> [Required work]:
Each line of the records is to be copied verbatim.

Stored data:
//! `RiskSnapshot` and its nested reports.
//!
//! Field names on the wire follow the dashboard payload (`desc`, `vix`,
//! `sp500_points`, ...) so a future REST backend can return the same JSON.

use indexmap::IndexMap;
use serde::{Deserialize, Serialize};

use super::error::RiskError;

/// Scores below this are SAFE.
pub const SAFE_BELOW: u8 = 40;
/// Scores above this are HIGH.
pub const HIGH_ABOVE: u8 = 75;
/// Above this score the volatility regime reads risk-off.
pub const RISK_OFF_ABOVE: u8 = 70;

#[derive(Debug, Clone, Copy, PartialEq, Eq, Serialize, Deserialize)]
#[serde(rename_all = "UPPERCASE")]
pub enum RiskCategory {
    Safe,
    Medium,
    High,
}

impl RiskCategory {
    pub fn from_score(score: u8) -> Self {
        if score < SAFE_BELOW {
            RiskCategory::Safe
        } else if score > HIGH_ABOVE {
            RiskCategory::High
        } else {
            RiskCategory::Medium
        }
    }

    pub fn as_str(&self) -> &'static str {
        match self {
            RiskCategory::Safe => "SAFE",
            RiskCategory::Medium => "MEDIUM",
            RiskCategory::High => "HIGH",
        }
    }
}

#[derive(Debug, Clone, Copy, PartialEq, Eq, Serialize, Deserialize)]
#[serde(rename_all = "kebab-case")]
pub enum VolatilityRegime {
    RiskOff,
    Neutral,
    RiskOn,
}

impl VolatilityRegime {
    pub fn from_score(score: u8) -> Self {
        if score > RISK_OFF_ABOVE {
            VolatilityRegime::RiskOff
        } else {
            VolatilityRegime::Neutral
        }
    }

    pub fn as_str(&self) -> &'static str {
        match self {
            VolatilityRegime::RiskOff => "risk-off",
            VolatilityRegime::Neutral => "neutral",
            VolatilityRegime::RiskOn => "risk-on",
        }
    }
}

#[derive(Debug, Clone, Copy, PartialEq, Eq, Serialize, Deserialize)]
#[serde(rename_all = "lowercase")]
pub enum Impact {
    Low,
    Medium,
    High,
}

#[derive(Debug, Clone, Copy, PartialEq, Eq, Serialize, Deserialize)]
#[serde(rename_all = "lowercase")]
pub enum TiltColor {
    Green,
    Yellow,
    Red,
}

#[derive(Debug, Clone, PartialEq, Serialize, Deserialize)]
pub struct RiskReason {
    pub name: String,
    #[serde(rename = "desc")]
    pub description: String,
    #[serde(rename = "value")]
    pub weight: f64,
}

#[derive(Debug, Clone, PartialEq, Serialize, Deserialize)]
pub struct VolatilityReport {
    pub current: f64,
    pub change: f64,
    pub regime: VolatilityRegime,
    pub yesterday: f64,
    pub high_5d: f64,
    pub low_5d: f64,
    pub source: String,
}

#[derive(Debug, Clone, PartialEq, Serialize, Deserialize)]
pub struct ExpectedMove {
    pub percent: f64,
    #[serde(rename = "sp500_points")]
    pub index_points: f64,
}

#[derive(Debug, Clone, PartialEq, Serialize, Deserialize)]
pub struct NextEvent {
    #[serde(rename = "event")]
    pub name: String,
    pub hours_away: f64,
}

#[derive(Debug, Clone, PartialEq, Serialize, Deserialize)]
pub struct MacroEvent {
    pub time: String,
    #[serde(rename = "event")]
    pub name: String,
    pub consensus: String,
    pub previous: String,
    pub impact: Impact,
}

#[derive(Debug, Clone, PartialEq, Serialize, Deserialize)]
pub struct AssetExtremes {
    pub current: f64,
    pub weekly_high: f64,
    pub weekly_low: f64,
    #[serde(rename = "distance_to_extreme")]
    pub distance_to_extreme_pct: f64,
    pub nearest_extreme: String,
}

#[derive(Debug, Clone, PartialEq, Serialize, Deserialize)]
pub struct AssetTilt {
    pub tilt: String,
    pub color: TiltColor,
    #[serde(rename = "text")]
    pub note: String,
}

/// One risk-analysis result. Built fresh per call and owned by the caller.
#[derive(Debug, Clone, PartialEq, Serialize, Deserialize)]
pub struct RiskSnapshot {
    pub risk_score: u8,
    pub risk_category: RiskCategory,
    /// Local wall-clock time of generation, `HH:MM`.
    pub last_update: String,
    pub reasons: Vec<RiskReason>,
    pub components: IndexMap<String, f64>,
    #[serde(rename = "vix")]
    pub volatility: VolatilityReport,
    pub expected_move: ExpectedMove,
    pub next_event: NextEvent,
    pub macro_events: Vec<MacroEvent>,
    pub assets: IndexMap<String, AssetExtremes>,
    pub asset_tilts: IndexMap<String, AssetTilt>,
}

impl RiskSnapshot {
    /// Reject payloads that break the score invariants.
    pub fn validate(&self) -> Result<(), RiskError> {
        if self.risk_score > 100 {
            return Err(RiskError::InvalidResponse(format!(
                "risk_score {} outside 0..=100",
                self.risk_score
            )));
        }
        let expected = RiskCategory::from_score(self.risk_score);
        if self.risk_category != expected {
            return Err(RiskError::InvalidResponse(format!(
                "risk_category {} does not match score {} (expected {})",
                self.risk_category.as_str(),
                self.risk_score,
                expected.as_str()
            )));
        }
        Ok(())
    }
}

> [Result of the task]:
//! `RiskSnapshot` and its nested reports.
//!
//! Field names on the wire follow the dashboard payload (`desc`, `vix`,
//! `sp500_points`, ...) so a future REST backend can return the same JSON.

use indexmap::IndexMap;
use serde::{Deserialize, Serialize};

use super::error::RiskError;

/// Scores below this are SAFE.
pub const SAFE_BELOW: u8 = 40;
/// Scores above this are HIGH.
pub const HIGH_ABOVE: u8 = 75;
/// Above this score the volatility regime reads risk-off.
pub const RISK_OFF_ABOVE: u8 = 70;

#[derive(Debug, Clone, Copy, PartialEq, Eq, Serialize, Deserialize)]
#[serde(rename_all = "UPPERCASE")]
pub enum RiskCategory {
    Safe,
    Medium,
    High,
}

impl RiskCategory {
    pub fn from_score(score: u8) -> Self {
        if score < SAFE_BELOW {
            RiskCategory::Safe
        } else if score > HIGH_ABOVE {
            RiskCategory::High
        } else {
            RiskCategory::Medium
        }
    }

    pub fn as_str(&self) -> &'static str {
        match self {
            RiskCategory::Safe => "SAFE",
            RiskCategory::Medium => "MEDIUM",
            RiskCategory::High => "HIGH",
        }
    }
}

#[derive(Debug, Clone, Copy, PartialEq, Eq, Serialize, Deserialize)]
#[serde(rename_all = "kebab-case")]
pub enum VolatilityRegime {
    RiskOff,
    Neutral,
    RiskOn,
}

impl VolatilityRegime {
    pub fn from_score(score: u8) -> Self {
        if score > RISK_OFF_ABOVE {
            VolatilityRegime::RiskOff
        } else {
            VolatilityRegime::Neutral
        }
    }

    pub fn as_str(&self) -> &'static str {
        match self {
            VolatilityRegime::RiskOff => "risk-off",
            VolatilityRegime::Neutral => "neutral",
            VolatilityRegime::RiskOn => "risk-on",
        }
    }
}

#[derive(Debug, Clone, Copy, PartialEq, Eq, Serialize, Deserialize)]
#[serde(rename_all = "lowercase")]
pub enum Impact {
    Low,
    Medium,
    High,
}

#[derive(Debug, Clone, Copy, PartialEq, Eq, Serialize, Deserialize)]
#[serde(rename_all = "lowercase")]
pub enum TiltColor {
    Green,
    Yellow,
    Red,
}

#[derive(Debug, Clone, PartialEq, Serialize, Deserialize)]
pub struct RiskReason {
    pub name: String,
    #[serde(rename = "desc")]
    pub description: String,
    #[serde(rename = "value")]
    pub weight: f64,
}

#[derive(Debug, Clone, PartialEq, Serialize, Deserialize)]
pub struct VolatilityReport {
    pub current: f64,
    pub change: f64,
    pub regime: VolatilityRegime,
    pub yesterday: f64,
    pub high_5d: f64,
    pub low_5d: f64,
    pub source: String,
}

#[derive(Debug, Clone, PartialEq, Serialize, Deserialize)]
pub struct ExpectedMove {
    pub percent: f64,
    #[serde(rename = "sp500_points")]
    pub index_points: f64,
}

#[derive(Debug, Clone, PartialEq, Serialize, Deserialize)]
pub struct NextEvent {
    #[serde(rename = "event")]
    pub name: String,
    pub hours_away: f64,
}

#[derive(Debug, Clone, PartialEq, Serialize, Deserialize)]
pub struct MacroEvent {
    pub time: String,
    #[serde(rename = "event")]
    pub name: String,
    pub consensus: String,
    pub previous: String,
    pub impact: Impact,
}

#[derive(Debug, Clone, PartialEq, Serialize, Deserialize)]
pub struct AssetExtremes {
    pub current: f64,
    pub weekly_high: f64,
    pub weekly_low: f64,
    #[serde(rename = "distance_to_extreme")]
    pub distance_to_extreme_pct: f64,
    pub nearest_extreme: String,
}

#[derive(Debug, Clone, PartialEq, Serialize, Deserialize)]
pub struct AssetTilt {
    pub tilt: String,
    pub color: TiltColor,
    #[serde(rename = "text")]
    pub note: String,
}

/// One risk-analysis result. Built fresh per call and owned by the caller.
#[derive(Debug, Clone, PartialEq, Serialize, Deserialize)]
pub struct RiskSnapshot {
    pub risk_score: u8,
    pub risk_category: RiskCategory,
    /// Local wall-clock time of generation, `HH:MM`.
    pub last_update: String,
    pub reasons: Vec<RiskReason>,
    pub components: IndexMap<String, f64>,
    #[serde(rename = "vix")]
    pub volatility: VolatilityReport,
    pub expected_move: ExpectedMove,
    pub next_event: NextEvent,
    pub macro_events: Vec<MacroEvent>,
    pub assets: IndexMap<String, AssetExtremes>,
    pub asset_tilts: IndexMap<String, AssetTilt>,
}

impl RiskSnapshot {
    /// Reject payloads that break the score invariants.
    pub fn validate(&self) -> Result<(), RiskError> {
        if self.risk_score > 100 {
            return Err(RiskError::InvalidResponse(format!(
                "risk_score {} outside 0..=100",
                self.risk_score
            )));
        }
        let expected = RiskCategory::from_score(self.risk_score);
        if self.risk_category != expected {
            return Err(RiskError::InvalidResponse(format!(
                "risk_category {} does not match score {} (expected {})",
                self.risk_category.as_str(),
                self.risk_score,
                expected.as_str()
            )));
        }
        Ok(())
    }
}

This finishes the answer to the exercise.